Problem description: Please show every line from the entries that carries the word "write".
________
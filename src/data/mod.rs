//! Derived monitoring state.
//!
//! Everything in this module is synchronous and clock-free: callers pass the
//! current time in, which keeps the engine deterministic under test.
//!
//! ## Submodules
//!
//! - [`diff`]: Classifies transitions and threshold breaches between samples
//! - [`ledger`]: Per-entity status event log with a trailing retention window
//! - [`uptime`]: Uptime percentage and last-up/last-down derived from the log
//! - [`history`]: Fixed-capacity metric series and chart coordinates
//! - [`health`]: Resource thresholds and uptime grading
//! - [`duration`]: Parsing and formatting of duration strings (e.g., "10s", "24h")
//!
//! ## Data Flow
//!
//! ```text
//! Sample (from a Sampler)
//!        │
//!        ├──▶ diff() ──▶ ticks ──▶ EventLog::append() ──▶ UptimeSummary
//!        │          └──▶ transitions / breaches ──▶ notifications
//!        │
//!        └──▶ History::record() (for trend charts)
//! ```

pub mod diff;
pub mod duration;
pub mod health;
pub mod history;
pub mod ledger;
pub mod uptime;

pub use diff::{
    diff, BreachKind, SnapshotDiff, StatusTick, ThresholdBreach, Transition, TransitionKind,
};
pub use health::{HealthStatus, Thresholds};
pub use history::{ChartExtent, History, Points, RingBuffer};
pub use ledger::EventLog;
pub use uptime::{format_percent, UptimeSummary};
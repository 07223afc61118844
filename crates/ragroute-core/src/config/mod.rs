//! Configuration management with file persistence

use anyhow::{Context, anyhow};
use serde::{Deserialize, Serialize};
use std::env;
use std::fs;
use std::path::{Path, PathBuf};

use crate::analyzer::AnalyzerConfig;
use crate::orchestrator::OrchestratorConfig;
use crate::routing::{BANDIT_STATE_FILE, RouterConfig};
use crate::storage::LEDGER_FILE;

/// Ragroute configuration
#[derive(Debug, Clone, Default, PartialEq, Serialize, Deserialize)]
#[serde(default)]
pub struct Config {
    pub router: RouterConfig,
    pub storage: StorageConfig,
    pub orchestrator: OrchestratorConfig,
    pub analyzer: AnalyzerConfig,
}

#[derive(Debug, Clone, PartialEq, Serialize, Deserialize)]
#[serde(default)]
pub struct StorageConfig {
    /// Where state lives; `RAGROUTE_DATA_DIR` takes precedence
    pub data_dir: Option<PathBuf>,
    pub state_file: String,
    pub ledger_file: String,
}

impl Default for StorageConfig {
    fn default() -> Self {
        Self {
            data_dir: None,
            state_file: BANDIT_STATE_FILE.to_string(),
            ledger_file: LEDGER_FILE.to_string(),
        }
    }
}

const KEYS: &[&str] = &[
    "router.exploration_constant",
    "router.persist_stats",
    "storage.data_dir",
    "storage.state_file",
    "storage.ledger_file",
    "orchestrator.default_top_k",
    "orchestrator.handler_timeout_secs",
    "orchestrator.handler_retries",
    "analyzer.min_entries",
    "analyzer.min_samples",
    "analyzer.margin",
    "analyzer.short_query_words",
    "analyzer.long_query_words",
    "analyzer.spread_threshold",
];

fn parse<T: std::str::FromStr>(key: &str, value: &str) -> anyhow::Result<T>
where
    T::Err: std::error::Error + Send + Sync + 'static,
{
    value
        .trim()
        .parse()
        .with_context(|| format!("Invalid {} value: {}", key, value))
}

impl Config {
    /// Get the config directory path
    pub fn config_dir() -> anyhow::Result<PathBuf> {
        let dir = if let Ok(custom_dir) = env::var("RAGROUTE_CONFIG_DIR") {
            PathBuf::from(custom_dir)
        } else {
            dirs::config_dir()
                .ok_or_else(|| anyhow!("Could not determine config directory"))?
                .join("ragroute")
        };
        Ok(dir)
    }

    /// Get the config file path
    pub fn config_path() -> anyhow::Result<PathBuf> {
        Ok(Self::config_dir()?.join("config.toml"))
    }

    /// Directory holding the routing snapshot and the ledger
    pub fn data_dir(&self) -> anyhow::Result<PathBuf> {
        if let Ok(custom_dir) = env::var("RAGROUTE_DATA_DIR") {
            return Ok(PathBuf::from(custom_dir));
        }
        if let Some(dir) = &self.storage.data_dir {
            return Ok(dir.clone());
        }
        Ok(dirs::data_dir()
            .ok_or_else(|| anyhow!("Could not determine data directory"))?
            .join("ragroute"))
    }

    /// Load configuration from file, or the defaults if it doesn't exist
    pub fn load() -> anyhow::Result<Self> {
        Self::load_from(&Self::config_path()?)
    }

    pub fn load_from(path: &Path) -> anyhow::Result<Self> {
        if !path.exists() {
            return Ok(Config::default());
        }
        let contents = fs::read_to_string(path)
            .with_context(|| format!("Failed to read config file: {}", path.display()))?;
        let config: Config = toml::from_str(&contents)
            .with_context(|| format!("Failed to parse config file: {}", path.display()))?;
        config.validate()?;
        Ok(config)
    }

    /// Save configuration to file
    pub fn save(&self) -> anyhow::Result<()> {
        self.save_to(&Self::config_path()?)
    }

    pub fn save_to(&self, path: &Path) -> anyhow::Result<()> {
        self.validate()?;

        if let Some(dir) = path.parent().filter(|p| !p.as_os_str().is_empty()) {
            fs::create_dir_all(dir)
                .with_context(|| format!("Failed to create config directory: {}", dir.display()))?;
        }
        let contents = toml::to_string_pretty(self).context("Failed to serialize config")?;
        fs::write(path, contents)
            .with_context(|| format!("Failed to write config file: {}", path.display()))?;
        Ok(())
    }

    /// Validate configuration
    pub fn validate(&self) -> anyhow::Result<()> {
        let c = self.router.exploration_constant;
        if !c.is_finite() || c < 0.0 {
            return Err(anyhow!("router.exploration_constant must be a non-negative number"));
        }
        if self.storage.state_file.trim().is_empty() || self.storage.ledger_file.trim().is_empty() {
            return Err(anyhow!("storage file names must not be empty"));
        }
        if self.storage.state_file == self.storage.ledger_file {
            return Err(anyhow!("storage.state_file and storage.ledger_file must differ"));
        }
        if self.orchestrator.default_top_k == 0 {
            return Err(anyhow!("orchestrator.default_top_k must be at least 1"));
        }
        if self.orchestrator.handler_timeout_secs == 0 {
            return Err(anyhow!("orchestrator.handler_timeout_secs must be at least 1"));
        }
        if self.analyzer.min_samples == 0 {
            return Err(anyhow!("analyzer.min_samples must be at least 1"));
        }
        for (key, value) in [
            ("analyzer.margin", self.analyzer.margin),
            ("analyzer.spread_threshold", self.analyzer.spread_threshold),
        ] {
            if !(0.0..=1.0).contains(&value) {
                return Err(anyhow!("{} must be between 0.0 and 1.0", key));
            }
        }
        if self.analyzer.short_query_words > self.analyzer.long_query_words {
            return Err(anyhow!(
                "analyzer.short_query_words must not exceed analyzer.long_query_words"
            ));
        }
        Ok(())
    }

    /// Get a configuration value by key
    pub fn get(&self, key: &str) -> anyhow::Result<String> {
        let value = match key {
            "router.exploration_constant" => self.router.exploration_constant.to_string(),
            "router.persist_stats" => self.router.persist_stats.to_string(),

            "storage.data_dir" => match &self.storage.data_dir {
                Some(dir) => dir.display().to_string(),
                None => "(default)".to_string(),
            },
            "storage.state_file" => self.storage.state_file.clone(),
            "storage.ledger_file" => self.storage.ledger_file.clone(),

            "orchestrator.default_top_k" => self.orchestrator.default_top_k.to_string(),
            "orchestrator.handler_timeout_secs" => {
                self.orchestrator.handler_timeout_secs.to_string()
            }
            "orchestrator.handler_retries" => self.orchestrator.handler_retries.to_string(),

            "analyzer.min_entries" => self.analyzer.min_entries.to_string(),
            "analyzer.min_samples" => self.analyzer.min_samples.to_string(),
            "analyzer.margin" => self.analyzer.margin.to_string(),
            "analyzer.short_query_words" => self.analyzer.short_query_words.to_string(),
            "analyzer.long_query_words" => self.analyzer.long_query_words.to_string(),
            "analyzer.spread_threshold" => self.analyzer.spread_threshold.to_string(),

            _ => {
                return Err(anyhow!(
                    "Unknown configuration key: {}. Use `ragroute config list` to see available keys.",
                    key
                ));
            }
        };
        Ok(value)
    }

    /// Set a configuration value by key
    ///
    /// The whole config is validated afterwards; on error nothing changes.
    pub fn set(&mut self, key: &str, value: &str) -> anyhow::Result<()> {
        let mut next = self.clone();
        match key {
            "router.exploration_constant" => next.router.exploration_constant = parse(key, value)?,
            "router.persist_stats" => next.router.persist_stats = parse(key, value)?,

            "storage.data_dir" => {
                let value = value.trim();
                next.storage.data_dir = if value.is_empty() {
                    None
                } else {
                    Some(PathBuf::from(value))
                };
            }
            "storage.state_file" => next.storage.state_file = value.trim().to_string(),
            "storage.ledger_file" => next.storage.ledger_file = value.trim().to_string(),

            "orchestrator.default_top_k" => next.orchestrator.default_top_k = parse(key, value)?,
            "orchestrator.handler_timeout_secs" => {
                next.orchestrator.handler_timeout_secs = parse(key, value)?
            }
            "orchestrator.handler_retries" => {
                next.orchestrator.handler_retries = parse(key, value)?
            }

            "analyzer.min_entries" => next.analyzer.min_entries = parse(key, value)?,
            "analyzer.min_samples" => next.analyzer.min_samples = parse(key, value)?,
            "analyzer.margin" => next.analyzer.margin = parse(key, value)?,
            "analyzer.short_query_words" => next.analyzer.short_query_words = parse(key, value)?,
            "analyzer.long_query_words" => next.analyzer.long_query_words = parse(key, value)?,
            "analyzer.spread_threshold" => next.analyzer.spread_threshold = parse(key, value)?,

            _ => {
                return Err(anyhow!(
                    "Unknown configuration key: {}. Use `ragroute config list` to see available keys.",
                    key
                ));
            }
        }
        next.validate()?;
        *self = next;
        Ok(())
    }

    /// List all configuration keys and their values
    pub fn list(&self) -> anyhow::Result<Vec<(String, String)>> {
        KEYS.iter()
            .map(|key| Ok((key.to_string(), self.get(key)?)))
            .collect()
    }

    /// Reset configuration to defaults
    pub fn reset() -> anyhow::Result<()> {
        let path = Self::config_path()?;
        if path.exists() {
            fs::remove_file(&path)
                .with_context(|| format!("Failed to remove config file: {}", path.display()))?;
        }
        Ok(())
    }
}
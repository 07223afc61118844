//! Error types for ragroute

use thiserror::Error;

use crate::routing::Category;

/// Result type alias using ragroute's Error
pub type Result<T> = std::result::Result<T, Error>;

/// Ragroute error types with helpful messages and suggestions
///
/// Every variant is recoverable at the request boundary; none of them should
/// take the process down.
#[derive(Error, Debug)]
pub enum Error {
    // Feedback errors (E100-E199)
    #[error("Invalid reward {0}: rewards must be between 0.0 and 1.0")]
    InvalidReward(f64),

    #[error("Interaction '{0}' not found. It was never recorded or the ledger was reset.")]
    UnknownInteraction(String),

    // Routing errors (E200-E299)
    #[error("Arm ({category}, {handler}) is not tracked by the router")]
    UnknownArm { category: Category, handler: String },

    #[error("No eligible handlers to route a '{0}' query")]
    NoEligibleHandlers(Category),

    #[error("Handler '{0}' is not registered. Run `ragroute handlers` to see all handlers.")]
    UnknownHandler(String),

    // Handler errors (E300-E399)
    #[error("Handler '{handler}' failed: {message}")]
    HandlerExecutionFailure { handler: String, message: String },

    #[error("Handler '{handler}' timed out after {secs} seconds")]
    HandlerTimeout { handler: String, secs: u64 },

    // Storage errors (E400-E499)
    #[error("Persistence failure: {0}")]
    PersistenceFailure(String),

    #[error("Serialization error: {0}")]
    Serialization(#[from] serde_json::Error),

    // Config errors (E600-E699)
    #[error("Configuration error: {0}")]
    ConfigError(String),

    #[error(transparent)]
    Io(#[from] std::io::Error),
}

impl Error {
    /// Get error code for this error type
    pub fn code(&self) -> &'static str {
        match self {
            Self::InvalidReward(_) => "E100",
            Self::UnknownInteraction(_) => "E101",
            Self::UnknownArm { .. } => "E200",
            Self::NoEligibleHandlers(_) => "E201",
            Self::UnknownHandler(_) => "E202",
            Self::HandlerExecutionFailure { .. } => "E300",
            Self::HandlerTimeout { .. } => "E301",
            Self::PersistenceFailure(_) => "E400",
            Self::Serialization(_) => "E401",
            Self::ConfigError(_) => "E600",
            Self::Io(_) => "E9999",
        }
    }

    /// Get suggestion for how to fix this error
    pub fn suggestion(&self) -> Option<String> {
        match self {
            Self::InvalidReward(_) => Some("Submit a reward between 0.0 and 1.0".to_string()),
            Self::UnknownInteraction(_) => {
                Some("Use the interaction id returned by `ragroute route`".to_string())
            }
            Self::UnknownHandler(_) => Some("ragroute handlers".to_string()),
            Self::HandlerTimeout { .. } => {
                Some("ragroute config set orchestrator.handler_timeout_secs <secs>".to_string())
            }
            Self::ConfigError(_) => Some("ragroute config list".to_string()),
            _ => None,
        }
    }

    /// Whether the error was caused by the caller rather than by the router
    pub fn is_client_error(&self) -> bool {
        matches!(
            self,
            Self::InvalidReward(_) | Self::UnknownInteraction(_) | Self::UnknownHandler(_)
        )
    }
}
________
Your response:
        fs::write(path, contents)
            .with_context(|| format!("Failed to write config file: {}", path.display()))?;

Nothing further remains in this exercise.